Fonte: Corriere della Sera
di Donatella di Cesare
Le frontiere si chiudono per quegli stranieri che sono più stranieri di altri: i poveri
Le parole non sono indifferenti. Decidono la politica. Soprattutto quando si tratta della cosiddetta «crisi migratoria». Il tema, si sa, accende gli animi. Anche per ciò abbondano i luoghi comuni, mentre la complessità resta sullo sfondo. In nome dell’esigenza di «ridurre gli sbarchi», si è affermata così la distinzione tra rifugiati e migranti che in breve è diventata criterio selettivo: i primi possono entrare, gli ultimi vanno respinti. Da una parte i buoni, dall’altra i cattivi, da una parte i veri, dall’altra i falsi. Il migrante che tenta di passare per rifugiato è il «clandestino».
Ma ha davvero senso questa distinzione? Il «rifugiato» può vantare un passato glorioso. Viene dalla schiera degli esiliati, apolidi, proscritti che non sono mai mancati nella storia. Pur tra ambiguità, il rifugiato assume un significato più preciso tra le due guerre mondiali. Indica lo straniero che, lasciato il proprio Paese, chiede protezione allo Stato in cui giunge. Il prototipo del rifugiato è l’esule russo, vittima della rivoluzione, che trova spazio in tante pagine della letteratura. Questa figura è destinata a lasciare un’impronta nell’immaginario collettivo. Ben diversamente vanno le cose per gli italiani che fuggono dal regime di Mussolini. Accanto all’«esule russo» non nasce la categoria del «rifugiato italiano». Per non parlare degli ebrei tedeschi che devono aspettare fino al 1938 per essere riconosciuti come profughi dai Paesi occidentali.
La svolta è segnata dalla Convenzione di Ginevra che il 28 luglio 1951 definisce il rifugiato mettendo l’accento sulla «persecuzione». Sembra così rompere con il passato, perché non parla più di un gruppo, bensì del singolo che chiede protezione.

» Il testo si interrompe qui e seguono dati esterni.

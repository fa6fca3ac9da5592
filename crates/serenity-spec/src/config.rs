//! Synthesis configuration.

use serde::{Deserialize, Serialize};
use std::path::Path;

use crate::error::SpecError;

/// Sample rate used when nothing else is configured.
pub const DEFAULT_SAMPLE_RATE: u32 = 22050;

/// Sample rates the backend accepts.
pub const SUPPORTED_SAMPLE_RATES: [u32; 3] = [22050, 44100, 48000];

/// Longest clip accepted by default, in seconds.
pub const DEFAULT_MAX_DURATION_SECONDS: u32 = 600;

/// Process-level synthesis settings.
#[derive(Debug, Clone, PartialEq, Eq, Serialize, Deserialize)]
#[serde(default, deny_unknown_fields)]
pub struct SynthesisConfig {
    /// Output sample rate in Hz.
    pub sample_rate: u32,
    /// Requests longer than this are rejected.
    pub max_duration_seconds: u32,
    /// Seed used when a request carries none.
    pub default_seed: u32,
}

impl Default for SynthesisConfig {
    fn default() -> Self {
        Self {
            sample_rate: DEFAULT_SAMPLE_RATE,
            max_duration_seconds: DEFAULT_MAX_DURATION_SECONDS,
            default_seed: 0,
        }
    }
}

impl SynthesisConfig {
    /// Parses a config from JSON. Missing keys take their defaults.
    pub fn from_json(json: &str) -> Result<Self, SpecError> {
        Ok(serde_json::from_str(json)?)
    }

    /// Reads and parses a config file.
    pub fn from_json_file(path: &Path) -> Result<Self, SpecError> {
        let json = std::fs::read_to_string(path)?;
        Self::from_json(&json)
    }

    /// Returns a copy with a different default seed.
    pub fn with_seed(mut self, seed: u32) -> Self {
        self.default_seed = seed;
        self
    }

    /// Returns true when the configured sample rate is supported.
    pub fn has_supported_sample_rate(&self) -> bool {
        SUPPORTED_SAMPLE_RATES.contains(&self.sample_rate)
    }
}
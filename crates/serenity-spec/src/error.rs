//! Error types for request validation and processing.

use thiserror::Error;

/// Error codes for request validation.
#[derive(Debug, Clone, Copy, PartialEq, Eq, Hash)]
pub enum ErrorCode {
    /// E001: Duration is zero
    NonPositiveDuration,
    /// E002: Duration above the configured cap
    DurationTooLong,
    /// E003: Sample rate not supported
    UnsupportedSampleRate,
    /// E004: Mood history level is NaN or infinite
    NonFiniteHistoryLevel,
}

impl ErrorCode {
    /// Returns the error code string (e.g., "E001").
    pub fn code(&self) -> &'static str {
        match self {
            ErrorCode::NonPositiveDuration => "E001",
            ErrorCode::DurationTooLong => "E002",
            ErrorCode::UnsupportedSampleRate => "E003",
            ErrorCode::NonFiniteHistoryLevel => "E004",
        }
    }
}

impl std::fmt::Display for ErrorCode {
    fn fmt(&self, f: &mut std::fmt::Formatter<'_>) -> std::fmt::Result {
        write!(f, "{}", self.code())
    }
}

/// Warning codes for request validation.
#[derive(Debug, Clone, Copy, PartialEq, Eq, Hash)]
pub enum WarningCode {
    /// W001: Mood label not recognized, calm is used instead
    UnknownMood,
    /// W002: Instrument label not recognized, it is ignored
    UnknownInstrument,
    /// W003: History level outside the 0-10 scale
    HistoryLevelOutOfRange,
    /// W004: Empty instrument label
    EmptyInstrument,
}

impl WarningCode {
    /// Returns the warning code string (e.g., "W001").
    pub fn code(&self) -> &'static str {
        match self {
            WarningCode::UnknownMood => "W001",
            WarningCode::UnknownInstrument => "W002",
            WarningCode::HistoryLevelOutOfRange => "W003",
            WarningCode::EmptyInstrument => "W004",
        }
    }
}

impl std::fmt::Display for WarningCode {
    fn fmt(&self, f: &mut std::fmt::Formatter<'_>) -> std::fmt::Result {
        write!(f, "{}", self.code())
    }
}

/// A validation error with code, message, and optional JSON path.
#[derive(Debug, Clone, PartialEq, Eq)]
pub struct ValidationError {
    /// The error code.
    pub code: ErrorCode,
    /// Human-readable error message.
    pub message: String,
    /// JSON path to the problematic field (e.g., "mood_history\[0\].stress_level").
    pub path: Option<String>,
}

impl ValidationError {
    /// Creates a new validation error.
    pub fn new(code: ErrorCode, message: impl Into<String>) -> Self {
        Self {
            code,
            message: message.into(),
            path: None,
        }
    }

    /// Creates a new validation error with a JSON path.
    pub fn with_path(code: ErrorCode, message: impl Into<String>, path: impl Into<String>) -> Self {
        Self {
            code,
            message: message.into(),
            path: Some(path.into()),
        }
    }
}

impl std::fmt::Display for ValidationError {
    fn fmt(&self, f: &mut std::fmt::Formatter<'_>) -> std::fmt::Result {
        if let Some(ref path) = self.path {
            write!(f, "{}: {} (at {})", self.code, self.message, path)
        } else {
            write!(f, "{}: {}", self.code, self.message)
        }
    }
}

impl std::error::Error for ValidationError {}

/// A validation warning with code, message, and optional JSON path.
#[derive(Debug, Clone, PartialEq, Eq)]
pub struct ValidationWarning {
    /// The warning code.
    pub code: WarningCode,
    /// Human-readable warning message.
    pub message: String,
    /// JSON path to the problematic field.
    pub path: Option<String>,
}

impl ValidationWarning {
    /// Creates a new validation warning.
    pub fn new(code: WarningCode, message: impl Into<String>) -> Self {
        Self {
            code,
            message: message.into(),
            path: None,
        }
    }

    /// Creates a new validation warning with a JSON path.
    pub fn with_path(
        code: WarningCode,
        message: impl Into<String>,
        path: impl Into<String>,
    ) -> Self {
        Self {
            code,
            message: message.into(),
            path: Some(path.into()),
        }
    }
}

impl std::fmt::Display for ValidationWarning {
    fn fmt(&self, f: &mut std::fmt::Formatter<'_>) -> std::fmt::Result {
        if let Some(ref path) = self.path {
            write!(f, "{}: {} (at {})", self.code, self.message, path)
        } else {
            write!(f, "{}: {}", self.code, self.message)
        }
    }
}

/// Top-level error type for request operations.
#[derive(Debug, Error)]
pub enum SpecError {
    /// JSON parsing error.
    #[error("JSON parse error: {0}")]
    JsonParse(#[from] serde_json::Error),

    /// I/O error.
    #[error("I/O error: {0}")]
    Io(#[from] std::io::Error),
}

/// Result of request validation.
#[derive(Debug, Clone)]
pub struct ValidationResult {
    /// Whether validation passed (no errors).
    pub ok: bool,
    /// List of validation errors.
    pub errors: Vec<ValidationError>,
    /// List of validation warnings.
    pub warnings: Vec<ValidationWarning>,
}

impl ValidationResult {
    /// Creates a successful validation result.
    pub fn success() -> Self {
        Self {
            ok: true,
            errors: Vec::new(),
            warnings: Vec::new(),
        }
    }

    /// Adds an error to the result.
    pub fn add_error(&mut self, error: ValidationError) {
        self.errors.push(error);
        self.ok = false;
    }

    /// Adds a warning to the result.
    pub fn add_warning(&mut self, warning: ValidationWarning) {
        self.warnings.push(warning);
    }

    /// Returns true if there are no errors.
    pub fn is_ok(&self) -> bool {
        self.ok
    }

    /// Converts to a Result, returning Err if there are errors.
    pub fn into_result(self) -> Result<Vec<ValidationWarning>, Vec<ValidationError>> {
        if self.ok {
            Ok(self.warnings)
        } else {
            Err(self.errors)
        }
    }
}

impl Default for ValidationResult {
    fn default() -> Self {
        Self::success()
    }
}

/// Common trait for backend errors.
///
/// Each backend error type implements this trait so callers can report
/// errors with stable codes without depending on the backend crate.
pub trait BackendError: std::error::Error {
    /// Get the error code for reporting.
    ///
    /// Returns a static string like "AUDIO_001". These codes are stable and
    /// can be used for programmatic error handling.
    fn code(&self) -> &'static str;

    /// Get a human-readable message describing the error.
    fn message(&self) -> String {
        self.to_string()
    }

    /// Get the error category for grouping related errors.
    fn category(&self) -> &'static str;
}

/// A unified error type that can wrap any backend error.
#[derive(Debug)]
pub struct GenerationError {
    /// The error code (e.g., "AUDIO_001").
    pub code: &'static str,
    /// The human-readable error message.
    pub message: String,
    /// The error category (e.g., "audio").
    pub category: &'static str,
    source: Option<Box<dyn std::error::Error + Send + Sync>>,
}

impl GenerationError {
    /// Create a `GenerationError` from any `BackendError` implementor.
    pub fn from_backend<E: BackendError + Send + Sync + 'static>(err: E) -> Self {
        Self {
            code: err.code(),
            message: err.message(),
            category: err.category(),
            source: Some(Box::new(err)),
        }
    }

    /// Create a `GenerationError` with explicit values.
    pub fn new(code: &'static str, message: impl Into<String>, category: &'static str) -> Self {
        Self {
            code,
            message: message.into(),
            category,
            source: None,
        }
    }
}

impl std::fmt::Display for GenerationError {
    fn fmt(&self, f: &mut std::fmt::Formatter<'_>) -> std::fmt::Result {
        write!(f, "[{}] {}", self.code, self.message)
    }
}

impl std::error::Error for GenerationError {
    fn source(&self) -> Option<&(dyn std::error::Error + 'static)> {
        self.source
            .as_ref()
            .map(|e| e.as_ref() as &(dyn std::error::Error + 'static))
    }
}

#[cfg(test)]
mod tests {
    use super::*;

    #[derive(Debug, Error)]
    #[error("synthetic failure")]
    struct FakeBackendError;

    impl BackendError for FakeBackendError {
        fn code(&self) -> &'static str {
            "FAKE_001"
        }

        fn category(&self) -> &'static str {
            "fake"
        }
    }

    #[test]
    fn test_error_codes_are_stable() {
        assert_eq!(ErrorCode::NonPositiveDuration.code(), "E001");
        assert_eq!(ErrorCode::NonFiniteHistoryLevel.to_string(), "E004");
        assert_eq!(WarningCode::UnknownMood.code(), "W001");
        assert_eq!(WarningCode::EmptyInstrument.to_string(), "W004");
    }

    #[test]
    fn test_validation_error_display_with_path() {
        let err = ValidationError::with_path(
            ErrorCode::DurationTooLong,
            "too long",
            "duration_seconds",
        );
        assert_eq!(err.to_string(), "E002: too long (at duration_seconds)");
    }

    #[test]
    fn test_validation_result_tracks_errors() {
        let mut result = ValidationResult::success();
        assert!(result.is_ok());

        result.add_warning(ValidationWarning::new(WarningCode::UnknownMood, "meh"));
        assert!(result.is_ok());

        result.add_error(ValidationError::new(ErrorCode::NonPositiveDuration, "zero"));
        assert!(!result.is_ok());
        assert_eq!(result.into_result().unwrap_err().len(), 1);
    }

    #[test]
    fn test_generation_error_from_backend() {
        let err = GenerationError::from_backend(FakeBackendError);
        assert_eq!(err.code, "FAKE_001");
        assert_eq!(err.category, "fake");
        assert_eq!(err.to_string(), "[FAKE_001] synthetic failure");
        assert!(std::error::Error::source(&err).is_some());
    }
}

Eppure ha la meglio la continuità: il rifugiato non è che il calco del dissidente sovietico. Con la vittoria del blocco occidentale prevale la difesa dei diritti civili sulla tutela contro le violenze economiche. Fame e povertà restano cause perdenti. Ma perché mai i motivi economici dovrebbero essere meno gravi di quelli politici?
I rifugiati sono i dissidenti che suscitano simpatia, accendono la solidarietà: cecoslovacchi, greci, cileni, argentini. Tutto cambia quando compare un nuovo rifugiato: meno bianco, meno istruito, meno ricco. È il «migrante», termine che, al contrario di «rifugiato», non corrisponde a una categoria giuridica. In poco tempo assume contorni negativi e inquietanti. La governance burocratica lo ferma, gli chiede una «prova» della sua persecuzione, ne fa tutt’al più un «richiedente asilo».
Le frontiere si chiudono per quegli stranieri che sono più stranieri di altri: i poveri. Colpevoli già solo per essersi mossi, non suscitano alcuna compassione. Anzi! I persecutori potrebbero essere loro, questi «nemici subdoli». Eppure i migranti, questi nuovi poveri cui è stata tolta persino la dignità del povero, hanno mille motivi da far valere per quella loro scelta sofferta. L’Unhcr parla già da anni di «flussi misti» per indicare i migranti che fuggono da guerra, violenza, fame, siccità. Con questa formula già si ammette l’impossibilità di applicare schemi antiquati. Nel mondo globalizzato la persecuzione ha molti volti. Come distinguere in un groviglio di motivi che s’intrecciano?
La distinzione tra rifugiati politici e migranti economici non regge. Sarebbe come sostenere che l’impoverimento di interi continenti non abbia cause politiche. Sfruttamento, crisi finanziarie, catastrofi ecologiche non sono meno rilevanti della minaccia personale. Questo criterio antistorico non può essere criterio per una politica della migrazione. Anche da qui si deve ricominciare.